(Required action):
Each entry needs to be given again, character for character.

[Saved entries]
######

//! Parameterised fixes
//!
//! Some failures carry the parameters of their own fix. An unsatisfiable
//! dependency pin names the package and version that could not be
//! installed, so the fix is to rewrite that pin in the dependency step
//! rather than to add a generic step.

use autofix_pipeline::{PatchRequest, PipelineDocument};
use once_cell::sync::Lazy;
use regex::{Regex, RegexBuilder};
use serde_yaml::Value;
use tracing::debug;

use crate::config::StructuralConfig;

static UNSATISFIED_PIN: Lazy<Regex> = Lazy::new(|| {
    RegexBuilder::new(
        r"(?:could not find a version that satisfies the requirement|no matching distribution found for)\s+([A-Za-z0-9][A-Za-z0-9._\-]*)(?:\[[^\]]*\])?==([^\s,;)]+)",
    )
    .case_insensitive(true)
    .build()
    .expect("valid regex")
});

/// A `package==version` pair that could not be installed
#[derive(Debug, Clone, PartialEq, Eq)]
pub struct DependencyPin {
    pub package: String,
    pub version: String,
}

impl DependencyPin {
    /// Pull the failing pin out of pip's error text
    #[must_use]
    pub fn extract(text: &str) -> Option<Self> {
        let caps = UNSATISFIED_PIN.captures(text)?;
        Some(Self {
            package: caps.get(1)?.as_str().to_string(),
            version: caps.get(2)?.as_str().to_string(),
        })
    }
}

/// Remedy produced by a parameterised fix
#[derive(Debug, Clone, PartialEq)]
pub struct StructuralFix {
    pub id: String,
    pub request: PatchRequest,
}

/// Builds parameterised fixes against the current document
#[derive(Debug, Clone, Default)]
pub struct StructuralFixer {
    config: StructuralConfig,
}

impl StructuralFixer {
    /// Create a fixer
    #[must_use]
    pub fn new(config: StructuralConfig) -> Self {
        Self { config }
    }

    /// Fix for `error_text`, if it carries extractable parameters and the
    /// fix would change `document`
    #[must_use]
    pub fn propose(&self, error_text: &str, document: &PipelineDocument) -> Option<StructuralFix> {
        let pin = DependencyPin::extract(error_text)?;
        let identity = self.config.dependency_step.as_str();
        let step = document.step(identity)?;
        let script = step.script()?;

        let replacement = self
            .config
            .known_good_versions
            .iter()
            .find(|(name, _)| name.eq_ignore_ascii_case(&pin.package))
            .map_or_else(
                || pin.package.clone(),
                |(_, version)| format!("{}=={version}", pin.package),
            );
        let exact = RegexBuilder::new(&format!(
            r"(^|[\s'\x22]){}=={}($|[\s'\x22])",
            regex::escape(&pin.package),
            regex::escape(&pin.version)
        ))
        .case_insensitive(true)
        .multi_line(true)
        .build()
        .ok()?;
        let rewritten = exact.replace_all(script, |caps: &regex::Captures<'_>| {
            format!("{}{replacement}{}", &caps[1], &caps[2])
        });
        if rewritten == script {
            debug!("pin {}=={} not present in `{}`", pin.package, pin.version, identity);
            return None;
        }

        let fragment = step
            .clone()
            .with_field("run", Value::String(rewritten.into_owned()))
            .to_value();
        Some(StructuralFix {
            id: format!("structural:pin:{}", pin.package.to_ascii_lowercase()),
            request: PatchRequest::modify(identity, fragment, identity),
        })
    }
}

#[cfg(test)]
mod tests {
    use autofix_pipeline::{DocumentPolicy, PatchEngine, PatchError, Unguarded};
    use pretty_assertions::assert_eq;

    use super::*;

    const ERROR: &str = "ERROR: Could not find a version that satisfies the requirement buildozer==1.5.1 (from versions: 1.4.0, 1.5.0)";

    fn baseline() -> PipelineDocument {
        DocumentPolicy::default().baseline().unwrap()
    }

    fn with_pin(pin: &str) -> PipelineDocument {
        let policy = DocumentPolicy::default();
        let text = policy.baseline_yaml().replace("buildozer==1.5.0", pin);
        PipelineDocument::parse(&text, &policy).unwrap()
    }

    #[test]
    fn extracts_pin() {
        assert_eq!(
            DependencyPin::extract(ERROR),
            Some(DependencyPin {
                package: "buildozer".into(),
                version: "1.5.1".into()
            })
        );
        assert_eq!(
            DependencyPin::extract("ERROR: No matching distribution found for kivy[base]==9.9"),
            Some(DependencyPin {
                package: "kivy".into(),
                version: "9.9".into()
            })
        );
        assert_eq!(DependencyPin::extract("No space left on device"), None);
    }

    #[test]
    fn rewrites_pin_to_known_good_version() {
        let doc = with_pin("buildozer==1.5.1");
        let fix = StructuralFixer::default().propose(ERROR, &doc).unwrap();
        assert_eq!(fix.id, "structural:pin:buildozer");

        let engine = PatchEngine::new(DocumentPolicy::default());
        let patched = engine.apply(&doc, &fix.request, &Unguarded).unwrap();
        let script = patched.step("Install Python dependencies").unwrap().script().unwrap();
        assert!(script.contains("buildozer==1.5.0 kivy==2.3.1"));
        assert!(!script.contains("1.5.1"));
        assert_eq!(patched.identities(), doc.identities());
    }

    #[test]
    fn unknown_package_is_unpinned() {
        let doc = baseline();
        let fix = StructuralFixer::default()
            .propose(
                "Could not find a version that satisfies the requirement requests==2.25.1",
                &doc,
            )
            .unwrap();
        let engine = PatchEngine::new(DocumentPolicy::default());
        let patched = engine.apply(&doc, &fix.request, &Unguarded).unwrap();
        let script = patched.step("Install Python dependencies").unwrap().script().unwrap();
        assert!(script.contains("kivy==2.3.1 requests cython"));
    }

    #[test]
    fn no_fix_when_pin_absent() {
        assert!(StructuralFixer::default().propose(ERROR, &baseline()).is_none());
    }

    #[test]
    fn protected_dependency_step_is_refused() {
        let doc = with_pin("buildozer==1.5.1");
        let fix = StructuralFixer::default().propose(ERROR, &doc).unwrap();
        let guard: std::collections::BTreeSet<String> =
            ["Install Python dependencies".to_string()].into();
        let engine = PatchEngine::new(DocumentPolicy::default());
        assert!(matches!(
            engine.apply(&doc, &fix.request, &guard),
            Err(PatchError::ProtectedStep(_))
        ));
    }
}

######

(Result):
//! Parameterised fixes
//!
//! Some failures carry the parameters of their own fix. An unsatisfiable
//! dependency pin names the package and version that could not be
//! installed, so the fix is to rewrite that pin in the dependency step
//! rather than to add a generic step.

use autofix_pipeline::{PatchRequest, PipelineDocument};
use once_cell::sync::Lazy;
use regex::{Regex, RegexBuilder};
use serde_yaml::Value;
use tracing::debug;

use crate::config::StructuralConfig;

static UNSATISFIED_PIN: Lazy<Regex> = Lazy::new(|| {
    RegexBuilder::new(
        r"(?:could not find a version that satisfies the requirement|no matching distribution found for)\s+([A-Za-z0-9][A-Za-z0-9._\-]*)(?:\[[^\]]*\])?==([^\s,;)]+)",
    )
    .case_insensitive(true)
    .build()
    .expect("valid regex")
});

/// A `package==version` pair that could not be installed
#[derive(Debug, Clone, PartialEq, Eq)]
pub struct DependencyPin {
    pub package: String,
    pub version: String,
}

impl DependencyPin {
    /// Pull the failing pin out of pip's error text
    #[must_use]
    pub fn extract(text: &str) -> Option<Self> {
        let caps = UNSATISFIED_PIN.captures(text)?;
        Some(Self {
            package: caps.get(1)?.as_str().to_string(),
            version: caps.get(2)?.as_str().to_string(),
        })
    }
}

/// Remedy produced by a parameterised fix
#[derive(Debug, Clone, PartialEq)]
pub struct StructuralFix {
    pub id: String,
    pub request: PatchRequest,
}

/// Builds parameterised fixes against the current document
#[derive(Debug, Clone, Default)]
pub struct StructuralFixer {
    config: StructuralConfig,
}

impl StructuralFixer {
    /// Create a fixer
    #[must_use]
    pub fn new(config: StructuralConfig) -> Self {
        Self { config }
    }

    /// Fix for `error_text`, if it carries extractable parameters and the
    /// fix would change `document`
    #[must_use]
    pub fn propose(&self, error_text: &str, document: &PipelineDocument) -> Option<StructuralFix> {
        let pin = DependencyPin::extract(error_text)?;
        let identity = self.config.dependency_step.as_str();
        let step = document.step(identity)?;
        let script = step.script()?;

        let replacement = self
            .config
            .known_good_versions
            .iter()
            .find(|(name, _)| name.eq_ignore_ascii_case(&pin.package))
            .map_or_else(
                || pin.package.clone(),
                |(_, version)| format!("{}=={version}", pin.package),
            );
        let exact = RegexBuilder::new(&format!(
            r"(^|[\s'\x22]){}=={}($|[\s'\x22])",
            regex::escape(&pin.package),
            regex::escape(&pin.version)
        ))
        .case_insensitive(true)
        .multi_line(true)
        .build()
        .ok()?;
        let rewritten = exact.replace_all(script, |caps: &regex::Captures<'_>| {
            format!("{}{replacement}{}", &caps[1], &caps[2])
        });
        if rewritten == script {
            debug!("pin {}=={} not present in `{}`", pin.package, pin.version, identity);
            return None;
        }

        let fragment = step
            .clone()
            .with_field("run", Value::String(rewritten.into_owned()))
            .to_value();
        Some(StructuralFix {
            id: format!("structural:pin:{}", pin.package.to_ascii_lowercase()),
            request: PatchRequest::modify(identity, fragment, identity),
        })
    }
}

#[cfg(test)]
mod tests {
    use autofix_pipeline::{DocumentPolicy, PatchEngine, PatchError, Unguarded};
    use pretty_assertions::assert_eq;

    use super::*;

    const ERROR: &str = "ERROR: Could not find a version that satisfies the requirement buildozer==1.5.1 (from versions: 1.4.0, 1.5.0)";

    fn baseline() -> PipelineDocument {
        DocumentPolicy::default().baseline().unwrap()
    }

    fn with_pin(pin: &str) -> PipelineDocument {
        let policy = DocumentPolicy::default();
        let text = policy.baseline_yaml().replace("buildozer==1.5.0", pin);
        PipelineDocument::parse(&text, &policy).unwrap()
    }

    #[test]
    fn extracts_pin() {
        assert_eq!(
            DependencyPin::extract(ERROR),
            Some(DependencyPin {
                package: "buildozer".into(),
                version: "1.5.1".into()
            })
        );
        assert_eq!(
            DependencyPin::extract("ERROR: No matching distribution found for kivy[base]==9.9"),
            Some(DependencyPin {
                package: "kivy".into(),
                version: "9.9".into()
            })
        );
        assert_eq!(DependencyPin::extract("No space left on device"), None);
    }

    #[test]
    fn rewrites_pin_to_known_good_version() {
        let doc = with_pin("buildozer==1.5.1");
        let fix = StructuralFixer::default().propose(ERROR, &doc).unwrap();
        assert_eq!(fix.id, "structural:pin:buildozer");

        let engine = PatchEngine::new(DocumentPolicy::default());
        let patched = engine.apply(&doc, &fix.request, &Unguarded).unwrap();
        let script = patched.step("Install Python dependencies").unwrap().script().unwrap();
        assert!(script.contains("buildozer==1.5.0 kivy==2.3.1"));
        assert!(!script.contains("1.5.1"));
        assert_eq!(patched.identities(), doc.identities());
    }

    #[test]
    fn unknown_package_is_unpinned() {
        let doc = baseline();
        let fix = StructuralFixer::default()
            .propose(
                "Could not find a version that satisfies the requirement requests==2.25.1",
                &doc,
            )
            .unwrap();
        let engine = PatchEngine::new(DocumentPolicy::default());
        let patched = engine.apply(&doc, &fix.request, &Unguarded).unwrap();
        let script = patched.step("Install Python dependencies").unwrap().script().unwrap();
        assert!(script.contains("kivy==2.3.1 requests cython"));
    }

    #[test]
    fn no_fix_when_pin_absent() {
        assert!(StructuralFixer::default().propose(ERROR, &baseline()).is_none());
    }

    #[test]
    fn protected_dependency_step_is_refused() {
        let doc = with_pin("buildozer==1.5.1");
        let fix = StructuralFixer::default().propose(ERROR, &doc).unwrap();
        let guard: std::collections::BTreeSet<String> =
            ["Install Python dependencies".to_string()].into();
        let engine = PatchEngine::new(DocumentPolicy::default());
        assert!(matches!(
            engine.apply(&doc, &fix.request, &guard),
            Err(PatchError::ProtectedStep(_))
        ));
    }
}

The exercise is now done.